Probabilistic Methods 
Day 2 opened with strong contributions at the intersection of probability, divergences, and stochastic optimization:

  • Ferdinand Genans — Stochastic Optimization in Semi-Discrete Optimal Transport: Convergence Analysis and Minimax Rate
  • Reuben Dorent — Connecting Jensen–Shannon and Kullback–Leibler Divergences: A New Bound for Representation Learning
  • Elen, Vahan Vardanyan, Arsenyan — Assessing the Quality of Denoising Diffusion Models in Wasserstein Distance
  • Antonio Ocello — Wasserstein Convergence of Critically Damped Langevin Diffusions

These talks addressed optimal transport optimization, novel divergence bounds, quantitative evaluations of diffusion models, and convergence analyses of Langevin dynamics.

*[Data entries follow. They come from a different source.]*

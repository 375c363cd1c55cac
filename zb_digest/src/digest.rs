use std::array::TryFromSliceError;
use std::fmt;
use std::ops::Deref;

/// The number of bytes in a digest.
pub const DIGEST_LEN: usize = 20;

/// The number of characters in the hex rendering of a digest.
pub const HEX_LEN: usize = DIGEST_LEN * 2;

/// A fixed-width SHA-1 content digest.
///
/// Rendered as 40 lowercase hex characters. The hex form is what cache
/// paths and log lines carry; the raw bytes only exist between the hasher
/// and the renderer.
#[derive(Clone, Copy, Debug, Hash, PartialEq, Eq, PartialOrd, Ord)]
pub struct Digest {
    bytes: [u8; DIGEST_LEN],
}

impl Digest {
    pub fn new(bytes: [u8; DIGEST_LEN]) -> Self {
        Self { bytes }
    }

    pub fn from_bytes(bytes: &[u8; DIGEST_LEN]) -> Self {
        Self { bytes: *bytes }
    }

    pub fn as_bytes(&self) -> &[u8; DIGEST_LEN] {
        &self.bytes
    }

    pub fn to_hex(&self) -> String {
        hex::encode(self.bytes)
    }
}

impl fmt::Display for Digest {
    fn fmt(&self, f: &mut fmt::Formatter<'_>) -> fmt::Result {
        f.write_str(&self.to_hex())
    }
}

impl From<[u8; DIGEST_LEN]> for Digest {
    fn from(bytes: [u8; DIGEST_LEN]) -> Self {
        Digest { bytes }
    }
}

impl TryFrom<&[u8]> for Digest {
    type Error = TryFromSliceError;

    fn try_from(value: &[u8]) -> Result<Self, Self::Error> {
        Ok(Digest {
            bytes: value.try_into()?,
        })
    }
}

impl Deref for Digest {
    type Target = [u8; DIGEST_LEN];

    fn deref(&self) -> &Self::Target {
        &self.bytes
    }
}
use std::ffi::{OsStr, OsString};
use std::io;
use std::path::{Path, PathBuf};
use std::sync::Arc;

use sha1::{Digest as _, Sha1};

use crate::digest::Digest;

/// Compute the SHA-1 digest of an object.
///
/// The hash must be platform independent and consistent across runs, so
/// arch-sized integers are widened to u64 and numbers are hashed as their
/// little-endian bytes.
pub trait Sha1Hash {
    fn hash_into(&self, hasher: &mut Sha1);

    fn sha1(&self) -> Digest {
        let mut hasher = Sha1::new();
        self.hash_into(&mut hasher);
        Digest::new(hasher.finalize().into())
    }
}

impl<T: Sha1Hash + ?Sized> Sha1Hash for &T {
    fn hash_into(&self, hasher: &mut Sha1) {
        (**self).hash_into(hasher)
    }
}

impl<T: Sha1Hash + ?Sized> Sha1Hash for Box<T> {
    fn hash_into(&self, hasher: &mut Sha1) {
        (**self).hash_into(hasher)
    }
}

impl<T: Sha1Hash + ?Sized> Sha1Hash for Arc<T> {
    fn hash_into(&self, hasher: &mut Sha1) {
        (**self).hash_into(hasher)
    }
}

impl Sha1Hash for [u8] {
    fn hash_into(&self, hasher: &mut Sha1) {
        hasher.update(self);
    }
}

impl Sha1Hash for Vec<u8> {
    fn hash_into(&self, hasher: &mut Sha1) {
        hasher.update(self.as_slice());
    }
}

impl Sha1Hash for str {
    fn hash_into(&self, hasher: &mut Sha1) {
        hasher.update(self.as_bytes());
    }
}

impl Sha1Hash for String {
    fn hash_into(&self, hasher: &mut Sha1) {
        hasher.update(self.as_bytes());
    }
}

impl Sha1Hash for OsStr {
    fn hash_into(&self, hasher: &mut Sha1) {
        hasher.update(self.as_encoded_bytes());
    }
}

impl Sha1Hash for OsString {
    fn hash_into(&self, hasher: &mut Sha1) {
        self.as_os_str().hash_into(hasher)
    }
}

impl Sha1Hash for Path {
    fn hash_into(&self, hasher: &mut Sha1) {
        self.as_os_str().hash_into(hasher)
    }
}

impl Sha1Hash for PathBuf {
    fn hash_into(&self, hasher: &mut Sha1) {
        self.as_path().hash_into(hasher)
    }
}

impl Sha1Hash for bool {
    fn hash_into(&self, hasher: &mut Sha1) {
        hasher.update(&[*self as u8]);
    }
}

macro_rules! impl_sha1_hash_for_fixed_numbers {
    ($($t:ty),*) => {
        $(
            impl Sha1Hash for $t {
                fn hash_into(&self, hasher: &mut Sha1) {
                    hasher.update(&self.to_le_bytes());
                }
            }
        )*
    }
}

impl_sha1_hash_for_fixed_numbers!(u8, u16, u32, u64, u128, i8, i16, i32, i64, i128);

macro_rules! impl_sha1_hash_for_arch_numbers {
    ($($t:ty),*) => {
        $(
            impl Sha1Hash for $t {
                fn hash_into(&self, hasher: &mut Sha1) {
                    (*self as u64).hash_into(hasher)
                }
            }
        )*
    }
}

impl_sha1_hash_for_arch_numbers!(usize, isize);

/// An [io::Write] adapter over a running SHA-1 state, so hash recipes can
/// be written with `write!` the same way they would be streamed to a file.
#[derive(Debug, Default)]
pub struct DigestWriter {
    hasher: Sha1,
}

impl DigestWriter {
    pub fn new() -> Self {
        Self { hasher: Sha1::new() }
    }

    /// Absorb bytes. Unlike the [io::Write] impl this cannot fail, which
    /// keeps hash recipes free of dead error paths.
    pub fn update(&mut self, bytes: impl AsRef<[u8]>) {
        self.hasher.update(bytes.as_ref());
    }

    pub fn finalize(self) -> Digest {
        Digest::new(self.hasher.finalize().into())
    }
}

impl io::Write for DigestWriter {
    fn write(&mut self, buf: &[u8]) -> io::Result<usize> {
        self.hasher.update(buf);
        Ok(buf.len())
    }

    fn flush(&mut self) -> io::Result<()> {
        Ok(())
    }
}
use std::io::Write;
use std::process::Stdio;
use std::sync::Arc;
use std::sync::LazyLock;

use regex::Regex;
use tracing::{debug, error, warn};

use crate::cache::{CacheKind, CacheStore};
use crate::consts;
use crate::context::BuildContext;
use crate::driver;
use crate::flags::LintFlags;
use crate::hasher::Hasher;
use crate::ops::OpError;
use crate::package::{PackageLoader, PackageMeta};
use crate::project;

/// One linter finding: file, line, column, severity, message, linter name,
/// with an optional replay annotation.
static FINDING_RE: LazyLock<Regex> = LazyLock::new(|| {
    Regex::new(r"\A([^:]*):(\d+):(\d+):(warning|error|info): (.*?) \((\w+)\)( \(cached\))?\z")
        .unwrap()
});

static MISSING_COMMENT_RE: LazyLock<Regex> =
    LazyLock::new(|| Regex::new(r" should have comment.* or be unexported").unwrap());

/// File suffixes whose findings are filtered out by default; these name
/// generated files nobody is expected to fix by hand.
pub static DEFAULT_IGNORE_SUFFIXES: &[&str] = &[
    ".pb.go",
    ".pb.gw.go",
    "_string.go",
    "bindata.go",
    "bindata_assetfs.go",
    "static.go",
];

// capture groups of FINDING_RE
const LINT_FILE: usize = 1;
const LINT_SEVERITY: usize = 4;
const LINT_MESSAGE: usize = 5;
const LINT_LINTER: usize = 6;
const LINT_CACHED: usize = 7;

/// Runs the lint operation: cached results replay through the filter, the
/// rest invoke the external linter once per package in that package's
/// directory.
#[derive(Debug)]
pub struct LintRunner {
    ctx: Arc<BuildContext>,
    cache: CacheStore,
    hasher: Arc<Hasher>,
    lint_args: Vec<String>,
    no_tests: bool,
    no_missing_comment: bool,
    ignore_suffixes: Vec<String>,
}

impl LintRunner {
    pub fn new(
        ctx: Arc<BuildContext>,
        hasher: Arc<Hasher>,
        flags: &LintFlags,
        no_missing_comment: bool,
        ignore_suffixes: Vec<String>,
    ) -> Self {
        let cache = CacheStore::new(ctx.cache_root.clone(), ctx.force);

        let ignore_suffixes = if ignore_suffixes.is_empty() {
            DEFAULT_IGNORE_SUFFIXES
                .iter()
                .map(|s| s.to_string())
                .collect()
        } else {
            ignore_suffixes.into_iter().filter(|s| !s.is_empty()).collect()
        };

        Self {
            ctx,
            cache,
            hasher,
            lint_args: flags.lint_args(),
            no_tests: flags.no_tests,
            no_missing_comment,
            ignore_suffixes,
        }
    }

    fn have_result(&self, pkg: &PackageMeta) -> Result<bool, OpError> {
        let hash = self.hasher.lint_hash(pkg, &self.lint_args, self.no_tests)?;
        Ok(self.cache.have(CacheKind::Lint, &hash))
    }

    /// Lint `pkgs` (already sorted). The exit code is non-zero when any
    /// non-ignored finding line was emitted, fresh or replayed.
    pub async fn run(
        &self,
        pkgs: &[Arc<PackageMeta>],
        out: &mut dyn Write,
        eout: &mut dyn Write,
    ) -> Result<i32, OpError> {
        let mut code = consts::EXIT_OK;

        for pkg in pkgs {
            if pkg.is_vendored {
                continue;
            }

            let found = if self.have_result(pkg)? {
                match self.show_result(pkg, out, eout) {
                    Ok(found) => found,
                    Err(err) => {
                        warn!(import_path = %pkg.import_path, %err, "unreadable cache entry, re-linting");
                        self.lint_package(pkg, out, eout).await?
                    }
                }
            } else {
                self.lint_package(pkg, out, eout).await?
            };

            if found && code == consts::EXIT_OK {
                code = consts::EXIT_FAILED;
            }
        }

        Ok(code)
    }

    /// Run the external linter for one package and filter its stream,
    /// ingesting the raw output with replay annotations into the cache.
    async fn lint_package(
        &self,
        pkg: &PackageMeta,
        out: &mut dyn Write,
        eout: &mut dyn Write,
    ) -> Result<bool, OpError> {
        let hash = self.hasher.lint_hash(pkg, &self.lint_args, self.no_tests)?;

        let mut args = self.lint_args.clone();
        args.push(".".to_string());

        debug!("→ {}", driver::quote_command(&self.ctx.linter, &args));

        let output = tokio::process::Command::new(&self.ctx.linter)
            .args(&args)
            .current_dir(&pkg.dir)
            .stdin(Stdio::null())
            .stdout(Stdio::piped())
            .stderr(Stdio::piped())
            .output()
            .await
            .map_err(|source| {
                OpError::Driver(crate::driver::DriverError::Spawn {
                    program: self.ctx.linter.clone(),
                    source,
                })
            })?;

        for line in String::from_utf8_lossy(&output.stderr).lines() {
            if !line.is_empty() {
                error!("← {line}");
            }
        }
        debug!(code = driver::exit_code(output.status), "linter finished");

        let text = String::from_utf8_lossy(&output.stdout);
        let mut entry = String::new();
        let found = self
            .filter_lines(text.lines(), out, eout, Some(&mut entry))
            .map_err(io_err)?;

        if !hash.is_cycle() {
            let path = self.cache.path(CacheKind::Lint, &hash.to_hex());
            if let Err(err) = self.cache.write(&path, entry.as_bytes()) {
                warn!(path = %path.display(), %err, "could not write lint cache entry");
            }
        }

        Ok(found)
    }

    /// Replay a cached entry through the filter.
    fn show_result(
        &self,
        pkg: &PackageMeta,
        out: &mut dyn Write,
        eout: &mut dyn Write,
    ) -> Result<bool, OpError> {
        let hash = self.hasher.lint_hash(pkg, &self.lint_args, self.no_tests)?;
        let path = self.cache.path(CacheKind::Lint, &hash.to_hex());
        let data = self.cache.read(&path).map_err(|source| OpError::Io {
            path: path.display().to_string(),
            source,
        })?;

        let text = String::from_utf8_lossy(&data);
        self.filter_lines(text.lines(), out, eout, None).map_err(io_err)
    }

    /// The shared filter. Finding lines may be dropped (missing-comment
    /// rule, ignored suffixes) or emitted to the severity sink; everything
    /// else passes through. When `cache_buf` is given, the unfiltered
    /// stream is recorded with ` (cached)` appended to each finding line.
    ///
    /// Filtering is idempotent: emitted lines are never rewritten.
    fn filter_lines<'a>(
        &self,
        lines: impl Iterator<Item = &'a str>,
        out: &mut dyn Write,
        eout: &mut dyn Write,
        mut cache_buf: Option<&mut String>,
    ) -> std::io::Result<bool> {
        let mut found = false;

        for line in lines {
            let m = match FINDING_RE.captures(line) {
                None => {
                    if let Some(buf) = cache_buf.as_mut() {
                        buf.push_str(line);
                        buf.push('\n');
                    }
                    writeln!(out, "{line}")?;
                    continue;
                }
                Some(m) => m,
            };

            if let Some(buf) = cache_buf.as_mut() {
                buf.push_str(line);
                if m.get(LINT_CACHED).is_none() {
                    buf.push_str(" (cached)");
                }
                buf.push('\n');
            }

            if self.no_missing_comment
                && &m[LINT_LINTER] == "golint"
                && MISSING_COMMENT_RE.is_match(&m[LINT_MESSAGE])
            {
                continue;
            }

            if self
                .ignore_suffixes
                .iter()
                .any(|s| m[LINT_FILE].ends_with(s.as_str()))
            {
                continue;
            }

            found = true;
            if &m[LINT_SEVERITY] == "error" {
                writeln!(eout, "{line}")?;
            } else {
                writeln!(out, "{line}")?;
            }
        }

        Ok(found)
    }
}

fn io_err(source: std::io::Error) -> OpError {
    OpError::Io {
        path: String::new(),
        source,
    }
}

/// The lint operation end to end.
pub async fn run_lint(
    ctx: Arc<BuildContext>,
    loader: Arc<PackageLoader>,
    flags: LintFlags,
    no_missing_comment: bool,
    ignore_suffixes: Vec<String>,
    args: &[String],
    out: &mut dyn Write,
    eout: &mut dyn Write,
) -> Result<i32, OpError> {
    let pkgs = if ctx.package_mode {
        project::list_packages(&loader, args)?
    } else {
        let mut pkgs: Vec<Arc<PackageMeta>> = project::resolve_projects(&loader, args)?
            .into_iter()
            .flat_map(|p| p.packages)
            .collect();
        pkgs.sort_by(|a, b| a.dir.cmp(&b.dir));
        pkgs.dedup_by(|a, b| a.dir == b.dir);
        pkgs
    };

    let hasher = Arc::new(Hasher::new(loader.clone()));
    let runner = LintRunner::new(ctx, hasher, &flags, no_missing_comment, ignore_suffixes);
    runner.run(&pkgs, out, eout).await
}

#[cfg(test)]
mod tests {
    use super::*;

    fn runner(no_missing_comment: bool) -> LintRunner {
        let ctx = Arc::new(BuildContext::new());
        let loader = Arc::new(PackageLoader::new(ctx.clone(), None));
        let hasher = Arc::new(Hasher::new(loader));
        LintRunner::new(ctx, hasher, &LintFlags::default(), no_missing_comment, vec![])
    }

    fn filter(r: &LintRunner, input: &str) -> (String, String, bool, String) {
        let mut out = Vec::new();
        let mut eout = Vec::new();
        let mut cache = String::new();
        let found = r
            .filter_lines(input.lines(), &mut out, &mut eout, Some(&mut cache))
            .unwrap();
        (
            String::from_utf8(out).unwrap(),
            String::from_utf8(eout).unwrap(),
            found,
            cache,
        )
    }

    #[test]
    fn finding_lines_match() {
        assert!(FINDING_RE.is_match("main.go:10:2:warning: thing is wrong (golint)"));
        assert!(FINDING_RE.is_match("a/b.go:1:1:error: boom (vet)"));
        assert!(FINDING_RE.is_match("b.go:1:1:info: meh (gotype) (cached)"));
        assert!(!FINDING_RE.is_match("plain output"));
        assert!(!FINDING_RE.is_match("b.go:1:1:fatal: nope (vet)"));
    }

    #[test]
    fn findings_fail_and_are_annotated_in_cache() {
        let r = runner(false);
        let (out, eout, found, cache) =
            filter(&r, "main.go:10:2:warning: thing is wrong (golint)\n");

        assert!(found);
        assert_eq!(out, "main.go:10:2:warning: thing is wrong (golint)\n");
        assert!(eout.is_empty());
        assert_eq!(cache, "main.go:10:2:warning: thing is wrong (golint) (cached)\n");
    }

    #[test]
    fn error_severity_goes_to_the_error_sink() {
        let r = runner(false);
        let (out, eout, found, _) = filter(&r, "main.go:1:1:error: boom (vet)\n");
        assert!(found);
        assert!(out.is_empty());
        assert_eq!(eout, "main.go:1:1:error: boom (vet)\n");
    }

    #[test]
    fn missing_comment_findings_are_dropped_when_asked() {
        let line = "x.go:3:1:warning: exported function X should have comment or be unexported (golint)\n";

        let r = runner(true);
        let (out, eout, found, cache) = filter(&r, line);
        assert!(!found);
        assert!(out.is_empty() && eout.is_empty());
        // dropped from the console but still recorded in the cache
        assert!(cache.contains("(cached)"));

        let r = runner(false);
        let (_, _, found, _) = filter(&r, line);
        assert!(found);
    }

    #[test]
    fn ignored_suffixes_are_dropped() {
        let r = runner(false);
        let (out, _, found, _) = filter(&r, "api.pb.go:1:1:warning: generated mess (golint)\n");
        assert!(!found);
        assert!(out.is_empty());
    }

    #[test]
    fn non_findings_pass_through() {
        let r = runner(false);
        let (out, _, found, cache) = filter(&r, "some linter banner\n");
        assert!(!found);
        assert_eq!(out, "some linter banner\n");
        assert_eq!(cache, "some linter banner\n");
    }

    #[test]
    fn filter_is_idempotent() {
        let r = runner(false);
        let input = "main.go:10:2:warning: thing is wrong (golint)\nplain\n";
        let (first, _, _, _) = filter(&r, input);
        let (second, _, _, _) = filter(&r, &first);
        assert_eq!(first, second);
    }

    #[test]
    fn replayed_findings_are_not_reannotated() {
        let r = runner(false);
        let (_, _, _, cache) = filter(&r, "b.go:1:1:info: meh (gotype) (cached)\n");
        assert_eq!(cache, "b.go:1:1:info: meh (gotype) (cached)\n");
    }
}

ML Methods and Algorithms 2 
The second technical session of the day explored symmetry, generative potentials, long-range dependencies, and evaluation metrics:

  • Nina Vesseron — Sample and Map from a Single Convex Potential using Conjugate Generative Moment Measures
  • Luiz Chamon — Learning (Approximately) Equivariant Networks via Constrained Optimization
  • Maxence Ernoult — Learning Long-Range Dependencies through Time Reversal Symmetry Breaking
  • Félix Chavelli — Interpretable Evaluation Measures for Time Series Segmentation

Here, speakers presented new tools for sampling from convex potentials, enforcing equivariance, modeling long-range temporal structure, and designing interpretable segmentation metrics.

Afternoon Session

Applications in ML & Statistics 
The final session showcased meaningful applications across medicine, neuroscience, PDE modeling, and molecular geometry:

  • Pierre Marza — THUNDER: A Benchmark for Tile-Level Histopathology Image Understanding
  • Steeve Laquitaine — Decomposing Sensory Neural Information Using Diffusion Models
  • Lise Le Boudec — ENMA: Tokenwise Autoregression for Continuous Neural PDE Operators
  • Noémie Bergues — Template-Guided 3D Molecular Pose Generation via Flow Matching and Differentiable Optimization

These contributions illustrated the expanding role of ML in scientific discovery, from medical imaging to molecular generation.